In fact, we look even out into 2050. Will the world use less oil? Probably. Will it be dramatic? We think probably not. And on the natural gas side, we think it could be as much as double of what we use today. And so all those things are really good for Profire. The gas business for Profire, we never really break it out between oil and gas because there is so much overlap very challenging for us. But more and more, we’re seeing the applications we’re doing, they are all about natural gas. And this is a great thing for Profire as we see it growing. So we will continue to work with our customers as we do every year. We do it quarterly and then we do it annually as well as to try to figure out what we’re going to need to have on the shelf or product, what will our service needs need to be for our customers as well as preparing our partners for those – for that demand.
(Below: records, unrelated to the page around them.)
// ============================================
// File: crates/kpxc-browser/src/main.rs
// ============================================
//! # kpxc-browser Entry Point
//!
//! ## Creation Reason
//! Command-line front end: runs single protocol actions against a local
//! KeePassXC, watches for lock/unlock notifications, or serves as a
//! native-messaging proxy between a browser extension and KeePassXC.
//!
//! ## Main Functionality
//! - CLI argument parsing with clap
//! - Logging initialization with tracing (stderr)
//! - Configuration loading
//! - Association bootstrap and reuse
//! - Proxy execution
//!
//! ## Usage
//! ```bash
//! # Step 1: Associate once (approve the prompt in KeePassXC)
//! kpxc-browser associate
//!
//! # Step 2: Use it
//! kpxc-browser logins https://example.org
//! kpxc-browser totp 0b1c2d...
//!
//! # Other commands
//! kpxc-browser watch                 # Print lock/unlock notifications
//! kpxc-browser proxy --mitm          # Intercepting native-messaging host
//! kpxc-browser validate              # Validate config file
//! ```
//!
//! ## ⚠️ Important Note for Next Developer
//! - `proxy` owns stdout for frames; never print there in proxy mode
//! - The association file is the only long-lived secret-adjacent state
//!
//! ## Last Modified
//! v0.1.0 - Initial CLI implementation

use std::path::PathBuf;

use anyhow::{anyhow, Context};
use clap::{Parser, Subcommand};
use serde::Serialize;
use serde_json::json;
use tracing::{error, info, warn};
use tracing_subscriber::{fmt, prelude::*, EnvFilter};

use kpxc_browser::{
    AssociationStore, BrowserConfig, BrowserError, ClientOptions, IdKeySubstitution, Interceptor,
    PassthroughHandler, ProtocolClient, ProxyMode, Server, TracingHook,
};
use kpxc_common::ClientId;
use kpxc_core::crypto::os_random;
use kpxc_core::protocol::SetLoginRequest;
use kpxc_core::Identity;
use kpxc_transport::{Connection, StreamConnection, UnixConnection};

// ============================================
// CLI Definition
// ============================================

/// KeePassXC browser protocol client and proxy
///
/// Quick Start:
///   1. Run: kpxc-browser associate  (approve in KeePassXC)
///   2. Run: kpxc-browser logins <URL>
#[derive(Parser, Debug)]
#[command(name = "kpxc-browser")]
#[command(author, version, about, long_about = None)]
struct Cli {
    /// Path to configuration file
    #[arg(short, long, global = true, default_value = "kpxc-browser.toml")]
    config: PathBuf,

    /// KeePassXC socket path (overrides config and discovery)
    #[arg(long, global = true)]
    socket: Option<PathBuf>,

    /// Log level (RUST_LOG still wins)
    #[arg(long, global = true)]
    log_level: Option<String>,

    /// Subcommand to execute
    #[command(subcommand)]
    command: Commands,
}

#[derive(Subcommand, Debug)]
enum Commands {
    /// Associate with KeePassXC and store the association
    ///
    /// Reuses a stored association when KeePassXC still accepts it.
    Associate {
        /// Create a new association even if the stored one works
        #[arg(long)]
        force: bool,
    },

    /// Show the database hash
    Hash,

    /// Look up logins for a URL
    Logins {
        /// Page URL
        url: String,

        /// Form submit URL
        #[arg(long)]
        submit_url: Option<String>,

        /// Include HTTP auth entries
        #[arg(long)]
        http_auth: bool,
    },

    /// Create or update a login
    SetLogin {
        /// Page URL
        url: String,

        /// Username
        #[arg(long)]
        login: String,

        /// Password
        #[arg(long)]
        password: String,

        /// Existing entry to update
        #[arg(long)]
        uuid: Option<String>,

        /// Target group name
        #[arg(long)]
        group: Option<String>,

        /// Target group uuid
        #[arg(long)]
        group_uuid: Option<String>,
    },

    /// Ask KeePassXC to generate a password (opens its generator)
    GeneratePassword,

    /// Lock the database
    Lock,

    /// List database groups
    Groups,

    /// Create a group (`/`-separated path allowed)
    CreateGroup {
        /// Group name or path
        name: String,
    },

    /// Show the current TOTP of an entry
    Totp {
        /// Entry uuid
        uuid: String,
    },

    /// Print lock/unlock notifications until Ctrl+C
    Watch,

    /// Serve as a native-messaging proxy on stdin/stdout
    Proxy {
        /// Intercept and re-encrypt instead of passing bytes through
        #[arg(long)]
        mitm: bool,
    },

    /// Validate configuration file
    Validate,
}

// ============================================
// Main
// ============================================

#[tokio::main]
async fn main() {
    // Parse CLI arguments
    let cli = Cli::parse();

    // Load configuration before logging so its level applies
    let config = BrowserConfig::load_or_default(&cli.config).await;
    let level = cli
        .log_level
        .clone()
        .or_else(|| config.as_ref().ok().map(|c| c.logging.level.clone()))
        .unwrap_or_else(|| "info".to_string());
    init_logging(&level);

    let result = match config {
        Ok(mut config) => {
            if let Some(socket) = cli.socket.clone() {
                config.connection.socket_path = Some(socket);
            }
            run(cli, config).await
        }
        Err(e) => Err(e.into()),
    };

    if let Err(e) = result {
        error!("Command failed: {:#}", e);
        std::process::exit(1);
    }
}

async fn run(cli: Cli, config: BrowserConfig) -> anyhow::Result<()> {
    match cli.command {
        Commands::Associate { force } => cmd_associate(&config, force).await,
        Commands::Hash => {
            let mut client = open_session(&config).await?;
            print_json(&client.get_database_hash().await?)
        }
        Commands::Logins {
            url,
            submit_url,
            http_auth,
        } => {
            let mut client = open_session(&config).await?;
            let logins = client
                .get_logins(&url, submit_url.as_deref(), http_auth)
                .await?;
            print_json(&logins)
        }
        Commands::SetLogin {
            url,
            login,
            password,
            uuid,
            group,
            group_uuid,
        } => {
            let mut client = open_session(&config).await?;
            let request = SetLoginRequest {
                submit_url: url.clone(),
                url,
                login,
                password,
                uuid: uuid.unwrap_or_default(),
                group: group.unwrap_or_default(),
                group_uuid: group_uuid.unwrap_or_default(),
                ..SetLoginRequest::default()
            };
            print_json(&client.set_login(request).await?)
        }
        Commands::GeneratePassword => {
            let mut client = open_session(&config).await?;
            print_json(&client.generate_password().await?)
        }
        Commands::Lock => {
            let mut client = open_session(&config).await?;
            print_json(&client.lock_database().await?)
        }
        Commands::Groups => {
            let mut client = open_session(&config).await?;
            print_json(&client.get_database_groups().await?)
        }
        Commands::CreateGroup { name } => {
            let mut client = open_session(&config).await?;
            print_json(&client.create_new_group(&name).await?)
        }
        Commands::Totp { uuid } => {
            let mut client = open_session(&config).await?;
            print_json(&client.get_totp(&uuid).await?)
        }
        Commands::Watch => cmd_watch(&config).await,
        Commands::Proxy { mitm } => cmd_proxy(&config, mitm).await,
        Commands::Validate => cmd_validate(&cli.config).await,
    }
}

// ============================================
// Commands
// ============================================

/// Associates, reusing the stored association unless `force`.
async fn cmd_associate(config: &BrowserConfig, force: bool) -> anyhow::Result<()> {
    let store = AssociationStore::new(&config.identity.association_file);
    let mut client = connect(config).await?;

    if !force {
        if let Some(record) = store.load().await? {
            client.restore_association(&record)?;
            match client.test_associate().await {
                Ok(()) => {
                    info!("Stored association is still valid");
                    return print_json(&json!({ "associated": true, "id": record.association_id }));
                }
                Err(BrowserError::AssociationRejected { .. }) => {
                    warn!("Stored association was rejected, associating again");
                }
                Err(e) => return Err(e.into()),
            }
        }
    }

    info!("Waiting for approval in KeePassXC...");
    let record = client.associate().await?;
    store.save(&record).await?;
    print_json(&json!({ "associated": true, "id": record.association_id }))
}

/// Prints notifications as they arrive.
async fn cmd_watch(config: &BrowserConfig) -> anyhow::Result<()> {
    let mut client = open_session(config).await?;
    info!("Watching for notifications, Ctrl+C to stop");

    tokio::select! {
        result = watch_loop(&mut client) => result,
        _ = tokio::signal::ctrl_c() => {
            info!("Received Ctrl+C, stopping");
            Ok(())
        }
    }
}

async fn watch_loop(client: &mut ProtocolClient<UnixConnection>) -> anyhow::Result<()> {
    loop {
        if let Some(notification) = client.poll_notification(None).await? {
            print_json(&json!({ "notification": notification.action().as_str() }))?;
        }
    }
}

/// Runs the native-messaging proxy until the browser side closes.
async fn cmd_proxy(config: &BrowserConfig, mitm: bool) -> anyhow::Result<()> {
    let socket = config.upstream_socket()?;
    let mut upstream = UnixConnection::new();
    upstream.connect(&socket.to_string_lossy()).await?;

    let downstream = StreamConnection::stdio();
    let max = config.connection.max_message_size;
    let receive_timeout = config.connection.receive_timeout();
    let idle = Some(config.proxy.idle_timeout());

    let mode = if mitm { ProxyMode::Mitm } else { config.proxy.mode };
    info!(mode = ?mode, upstream = %socket.display(), "Starting proxy");

    let stats = match mode {
        ProxyMode::Passthrough => {
            let handler = PassthroughHandler::new(upstream, max, receive_timeout);
            Server::new(downstream, handler).with_limits(idle, max).run().await?
        }
        ProxyMode::Mitm => {
            let hook = TracingHook::new(IdKeySubstitution::new());
            let handler = Interceptor::new(upstream, hook, os_random()).with_limits(max, receive_timeout);
            Server::new(downstream, handler).with_limits(idle, max).run().await?
        }
    };

    info!(requests = stats.requests, failures = stats.failures, "Proxy finished");
    Ok(())
}

/// Validates configuration file.
async fn cmd_validate(config_path: &PathBuf) -> anyhow::Result<()> {
    if !config_path.exists() {
        println!("⚠️  Config file not found: {}", config_path.display());
        println!("   Defaults will be used.");
        return Ok(());
    }

    let config = BrowserConfig::load(config_path).await?;

    println!("✅ Configuration is valid");
    println!();
    println!("Connection:");
    match config.client_socket() {
        Ok(socket) => println!("   Socket:      {}", socket.display()),
        Err(e) => println!("   Socket:      ⚠️  {e}"),
    }
    println!("   Max message: {} bytes", config.connection.max_message_size);
    println!();
    println!("Identity:");
    println!("   Association: {}", config.identity.association_file.display());
    println!();
    println!("Proxy:");
    println!("   Mode:        {:?}", config.proxy.mode);
    println!("   Idle:        {}s", config.proxy.idle_timeout_secs);
    println!();

    Ok(())
}

// ============================================
// Helper Functions
// ============================================

/// Initializes the tracing subscriber on stderr.
fn init_logging(level: &str) {
    let filter = EnvFilter::try_from_default_env().unwrap_or_else(|_| EnvFilter::new(level));

    tracing_subscriber::registry()
        .with(fmt::layer().with_target(true).with_writer(std::io::stderr))
        .with(filter)
        .try_init()
        .ok();
}

/// Builds a client, connects and exchanges keys.
async fn connect(config: &BrowserConfig) -> anyhow::Result<ProtocolClient<UnixConnection>> {
    let mut rng = rand::rngs::OsRng;
    let client_id = match config.identity.parse_client_id()? {
        Some(id) => id,
        None => ClientId::generate(&mut rng),
    };
    let identity = Identity::generate(client_id, &mut rng);

    let mut client = ProtocolClient::new(UnixConnection::new(), identity, os_random())
        .with_options(ClientOptions::from(&config.connection));

    let socket = config.client_socket()?;
    client
        .connect(&socket.to_string_lossy())
        .await
        .with_context(|| format!("is KeePassXC running with browser integration? ({})", socket.display()))?;
    client.change_public_keys().await?;
    Ok(client)
}

/// Connects and confirms the stored association.
async fn open_session(config: &BrowserConfig) -> anyhow::Result<ProtocolClient<UnixConnection>> {
    let store = AssociationStore::new(&config.identity.association_file);
    let record = store.load().await?.ok_or_else(|| {
        anyhow!(
            "no association stored at {}; run `kpxc-browser associate` first",
            store.path().display()
        )
    })?;

    let mut client = connect(config).await?;
    client.restore_association(&record)?;
    client.test_associate().await?;
    Ok(client)
}

/// Prints `value` as pretty JSON on stdout.
fn print_json<T: Serialize>(value: &T) -> anyhow::Result<()> {
    println!("{}", serde_json::to_string_pretty(value)?);
    Ok(())
}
So that’s yet to be seen. It’s not completed, but we will continue to work on it throughout the rest of the quarter here.

Ryan Oviatt: Yes. And I’ll just add a little bit there. As we talked in our prepared remarks, there is a lot happening in the micro environment or macro environment. And for the longer-term prospects even those who are forecasting peak oil in 2030 or 2035, the interesting thing is if you look at their charts beyond that, it only slightly decreases through 2050. So we certainly don’t think that it’s peak oil in that short horizon of 2030 or 2035. But even then, it’s as Cam mentioned, very flat, steady environment after that. It’s not like it drops off of a cliff. So we certainly see good times for oil and gas for quite a while. And when you look at the shorter horizons within our quarters, we think that there will be some fluctuations potentially up and down on a quarterly basis because of short-term macro environment, things that will happen from quarter-to-quarter.
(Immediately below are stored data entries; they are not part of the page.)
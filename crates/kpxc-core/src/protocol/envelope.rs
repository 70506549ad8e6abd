// ============================================
// File: crates/kpxc-core/src/protocol/envelope.rs
// ============================================
//! # Message Envelope
//!
//! ## Creation Reason
//! The outer JSON object of every message. Only this layer is visible to
//! the transport; the typed payload lives base64-encoded and sealed in
//! `message`.
//!
//! ## Wire Format
//! ```json
//! {
//!   "action":    "get-logins",
//!   "nonce":     "<base64, 24 bytes>",
//!   "clientID":  "<client id>",
//!   "requestID": "12345678",          // optional
//!   "publicKey": "<base64, 32 bytes>", // change-public-keys only
//!   "message":   "<base64 ciphertext>",
//!   "success":   "true",               // responses
//!   "error":     "...",                // responses
//!   "errorCode": "6",                  // responses
//!   "version":   "2.7.4"               // responses
//! }
//! ```
//! Unknown fields are preserved in `extra` so a relaying proxy never drops
//! them.
//!
//! ## ⚠️ Important Note for Next Developer
//! - `action` stays a raw string here; typing it is the caller's decision
//!   (an interceptor must be able to relay envelopes it cannot type)
//! - Status checks follow the server's order: error fields first, then
//!   `success`, then the nonce
//!
//! ## Last Modified
//! v0.1.0 - Initial envelope definition

use serde::{Deserialize, Serialize};
use serde_json::{Map, Value};

use kpxc_common::{ClientId, RequestId};

use super::{lenient, Action};
use crate::crypto::{BoxPublicKey, Nonce};
use crate::error::{CoreError, Result};

/// Outer wire message.
#[derive(Debug, Clone, Default, PartialEq, Serialize, Deserialize)]
pub struct Envelope {
    /// Action name.
    pub action: String,

    /// Base64 nonce.
    #[serde(default, skip_serializing_if = "Option::is_none")]
    pub nonce: Option<String>,

    /// Clear client id.
    #[serde(rename = "clientID", default, skip_serializing_if = "Option::is_none")]
    pub client_id: Option<String>,

    /// Correlation id for long-running actions.
    #[serde(rename = "requestID", default, skip_serializing_if = "Option::is_none")]
    pub request_id: Option<String>,

    /// Clear public key (`change-public-keys` only).
    #[serde(rename = "publicKey", default, skip_serializing_if = "Option::is_none")]
    pub public_key: Option<String>,

    /// Base64 sealed payload.
    #[serde(default, skip_serializing_if = "Option::is_none")]
    pub message: Option<String>,

    /// Ask the server to prompt for unlocking a locked database.
    #[serde(
        rename = "triggerUnlock",
        default,
        deserialize_with = "lenient::string",
        skip_serializing_if = "Option::is_none"
    )]
    pub trigger_unlock: Option<String>,

    /// `"true"` on success.
    #[serde(
        default,
        deserialize_with = "lenient::string",
        skip_serializing_if = "Option::is_none"
    )]
    pub success: Option<String>,

    /// Server error message.
    #[serde(default, skip_serializing_if = "Option::is_none")]
    pub error: Option<String>,

    /// Server error code, numeric but sent as a string.
    #[serde(
        rename = "errorCode",
        default,
        deserialize_with = "lenient::string",
        skip_serializing_if = "Option::is_none"
    )]
    pub error_code: Option<String>,

    /// Server version.
    #[serde(default, skip_serializing_if = "Option::is_none")]
    pub version: Option<String>,

    /// Fields this engine does not model.
    #[serde(flatten)]
    pub extra: Map<String, Value>,
}

impl Envelope {
    // ========================================
    // Construction
    // ========================================

    /// Starts a request envelope.
    #[must_use]
    pub fn request(action: Action, client_id: &ClientId, nonce: &Nonce) -> Self {
        Self {
            action: action.as_str().to_string(),
            nonce: Some(nonce.to_base64()),
            client_id: Some(client_id.as_str().to_string()),
            ..Self::default()
        }
    }

    /// Starts a response envelope carrying `nonce`.
    #[must_use]
    pub fn response(action: impl Into<String>, nonce: &Nonce) -> Self {
        Self {
            action: action.into(),
            nonce: Some(nonce.to_base64()),
            ..Self::default()
        }
    }

    /// Adds a request id.
    #[must_use]
    pub fn with_request_id(mut self, request_id: &RequestId) -> Self {
        self.request_id = Some(request_id.as_str().to_string());
        self
    }

    /// Adds a clear public key.
    #[must_use]
    pub fn with_public_key(mut self, key: &BoxPublicKey) -> Self {
        self.public_key = Some(key.to_base64());
        self
    }

    // ========================================
    // Codec
    // ========================================

    /// Parses an envelope from raw bytes.
    ///
    /// # Errors
    /// `MalformedEnvelope` if the bytes are not a JSON object with an
    /// `action` string.
    pub fn parse(bytes: &[u8]) -> Result<Self> {
        let envelope: Self = serde_json::from_slice(bytes)
            .map_err(|e| CoreError::malformed(format!("invalid envelope JSON: {e}")))?;
        if envelope.action.is_empty() {
            return Err(CoreError::malformed("empty action"));
        }
        Ok(envelope)
    }

    /// Serializes the envelope.
    ///
    /// # Errors
    /// `MalformedEnvelope` if an `extra` value cannot be serialized.
    pub fn to_bytes(&self) -> Result<Vec<u8>> {
        serde_json::to_vec(self)
            .map_err(|e| CoreError::malformed(format!("cannot serialize envelope: {e}")))
    }

    // ========================================
    // Accessors
    // ========================================

    /// Types the action name.
    ///
    /// # Errors
    /// `UnknownAction` for names outside the catalog.
    pub fn action(&self) -> Result<Action> {
        self.action.parse()
    }

    /// Decodes the nonce, if present.
    ///
    /// # Errors
    /// `MalformedEnvelope` if the nonce is not 24 bytes of base64.
    pub fn nonce(&self) -> Result<Option<Nonce>> {
        self.nonce
            .as_deref()
            .filter(|n| !n.is_empty())
            .map(Nonce::from_base64)
            .transpose()
    }

    /// Decodes the nonce, failing when it is absent.
    ///
    /// # Errors
    /// `MalformedEnvelope` if missing or malformed.
    pub fn require_nonce(&self) -> Result<Nonce> {
        self.nonce()?
            .ok_or_else(|| CoreError::malformed(format!("'{}' carries no nonce", self.action)))
    }

    /// Replaces the nonce.
    pub fn set_nonce(&mut self, nonce: &Nonce) {
        self.nonce = Some(nonce.to_base64());
    }

    /// Returns the sealed payload, ignoring an empty string.
    #[must_use]
    pub fn message(&self) -> Option<&str> {
        self.message.as_deref().filter(|m| !m.is_empty())
    }

    /// Returns `true` if the server reported an error through the clear fields.
    #[must_use]
    pub fn has_error(&self) -> bool {
        self.error.as_deref().is_some_and(|e| !e.is_empty())
            || self.error_code.as_deref().is_some_and(|c| !c.is_empty())
    }

    /// Returns `true` if `success` is present with any value but `"true"`.
    #[must_use]
    pub fn is_unsuccessful(&self) -> bool {
        self.success
            .as_deref()
            .is_some_and(|s| !s.is_empty() && s != "true")
    }

    /// Checks the clear status fields of a response.
    ///
    /// # Errors
    /// `Remote` if `error`/`errorCode` is set or `success` is not `"true"`.
    pub fn check_status(&self) -> Result<()> {
        if self.has_error() {
            return Err(CoreError::remote(
                self.error.clone().unwrap_or_default(),
                self.error_code.as_deref().filter(|c| !c.is_empty()),
            ));
        }
        if self.is_unsuccessful() {
            return Err(CoreError::remote("request was not successful", None));
        }
        Ok(())
    }

    /// Builds an error reply in KeePassXC's shape.
    #[must_use]
    pub fn error_reply(action: impl Into<String>, message: impl Into<String>, code: i64) -> Self {
        Self {
            action: action.into(),
            error: Some(message.into()),
            error_code: Some(code.to_string()),
            ..Self::default()
        }
    }
}

// ============================================
// Tests
// ============================================

#[cfg(test)]
mod tests {
    use super::*;
    use rand::rngs::StdRng;
    use rand::SeedableRng;

    #[test]
    fn test_request_omits_absent_fields() {
        let mut rng = StdRng::seed_from_u64(1);
        let client_id = ClientId::generate(&mut rng);
        let nonce = Nonce::random(&mut rng);

        let envelope = Envelope::request(Action::GetDatabaseHash, &client_id, &nonce);
        let json: Value = serde_json::from_slice(&envelope.to_bytes().unwrap()).unwrap();
        let object = json.as_object().unwrap();

        assert_eq!(object["action"], "get-databasehash");
        assert_eq!(object["clientID"], client_id.as_str());
        assert_eq!(object["nonce"], nonce.to_base64());
        assert!(!object.contains_key("message"));
        assert!(!object.contains_key("requestID"));
        assert!(!object.contains_key("publicKey"));
    }

    #[test]
    fn test_parse_keeps_unknown_fields() {
        let raw = br#"{"action":"get-logins","nonce":"","clientID":"c","keys":[1],"triggerUnlock":true}"#;
        let envelope = Envelope::parse(raw).unwrap();
        assert_eq!(envelope.action().unwrap(), Action::GetLogins);
        assert_eq!(envelope.trigger_unlock.as_deref(), Some("true"));
        assert_eq!(envelope.nonce().unwrap(), None);
        assert!(envelope.extra.contains_key("keys"));

        let back: Value = serde_json::from_slice(&envelope.to_bytes().unwrap()).unwrap();
        assert_eq!(back["keys"], serde_json::json!([1]));
    }

    #[test]
    fn test_parse_rejects_garbage() {
        assert!(matches!(
            Envelope::parse(b"{}"),
            Err(CoreError::MalformedEnvelope { .. })
        ));
        assert!(matches!(
            Envelope::parse(b"[1,2]"),
            Err(CoreError::MalformedEnvelope { .. })
        ));
        let unknown = Envelope::parse(br#"{"action":"frobnicate"}"#).unwrap();
        assert!(matches!(unknown.action(), Err(CoreError::UnknownAction(_))));
    }

    #[test]
    fn test_status_error_fields_win() {
        let env = Envelope::parse(
            br#"{"action":"associate","error":"Action cancelled or denied","errorCode":6,"success":"true"}"#,
        )
        .unwrap();
        match env.check_status() {
            Err(CoreError::Remote { message, code }) => {
                assert_eq!(message, "Action cancelled or denied");
                assert_eq!(code, Some(6));
            }
            other => panic!("unexpected {other:?}"),
        }

        let odd = Envelope::parse(br#"{"action":"x","errorCode":"abc"}"#).unwrap();
        assert!(matches!(
            odd.check_status(),
            Err(CoreError::Remote { code: Some(-1), .. })
        ));
    }

    #[test]
    fn test_status_success_flag() {
        let ok = Envelope::parse(br#"{"action":"lock-database","success":true}"#).unwrap();
        assert!(ok.check_status().is_ok());

        let absent = Envelope::parse(br#"{"action":"lock-database"}"#).unwrap();
        assert!(absent.check_status().is_ok());

        let failed = Envelope::parse(br#"{"action":"lock-database","success":"false"}"#).unwrap();
        assert!(matches!(
            failed.check_status(),
            Err(CoreError::Remote { code: None, .. })
        ));
    }

    #[test]
    fn test_bad_nonce_is_malformed() {
        let env = Envelope::parse(br#"{"action":"get-totp","nonce":"AAAA"}"#).unwrap();
        assert!(matches!(env.nonce(), Err(CoreError::MalformedEnvelope { .. })));
        assert!(Envelope::parse(br#"{"action":"get-totp"}"#)
            .unwrap()
            .require_nonce()
            .is_err());
    }
}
But year-over-year, we continue to see good prospects for profile, good strength for Profire. Right now, we’re still in that interesting environment where despite steady strong oil prices, the rig count really has gone down for the last 12 to 15 months. We think it’s kind of stabilizing at the moment and likely for this next year to either remain flat or probably go up just to maintain production. We think it’s going to have to go up. So oil is not responding necessarily like it would have 5 or 6 years ago at these price levels where drilling was just going crazy every time oil would go up. drilling would go up in response. We’re not necessarily seeing that. We’re seeing much more discipline from the E&Ps here in North America. And we think that that’s likely to continue even though they will continue to invest in the coming years.

Rob Brown: Okay, thank you. I will turn it over.

Ryan Oviatt: Thanks, Rob.

Operator: The next question comes from James McIlree from Dawson James. Please go ahead.

James McIlree: Thank you. Good morning, guys.

Ryan Oviatt: Good morning.

James McIlree: So the bullishness that you have on the natural gas production and demand, I’m trying to understand how that affects your – let me put it differently. I’m trying to understand how you position yourselves in order to take advantage of that. Do you have to build up new offices in different geographies? Do you have to come up with different product designs? Do you – is there a difference in the take rate of your burner management systems with gas versus oil. So I’m just trying to understand the impact on your business and how you position yourselves in order to benefit from that increased demand that you’re looking at?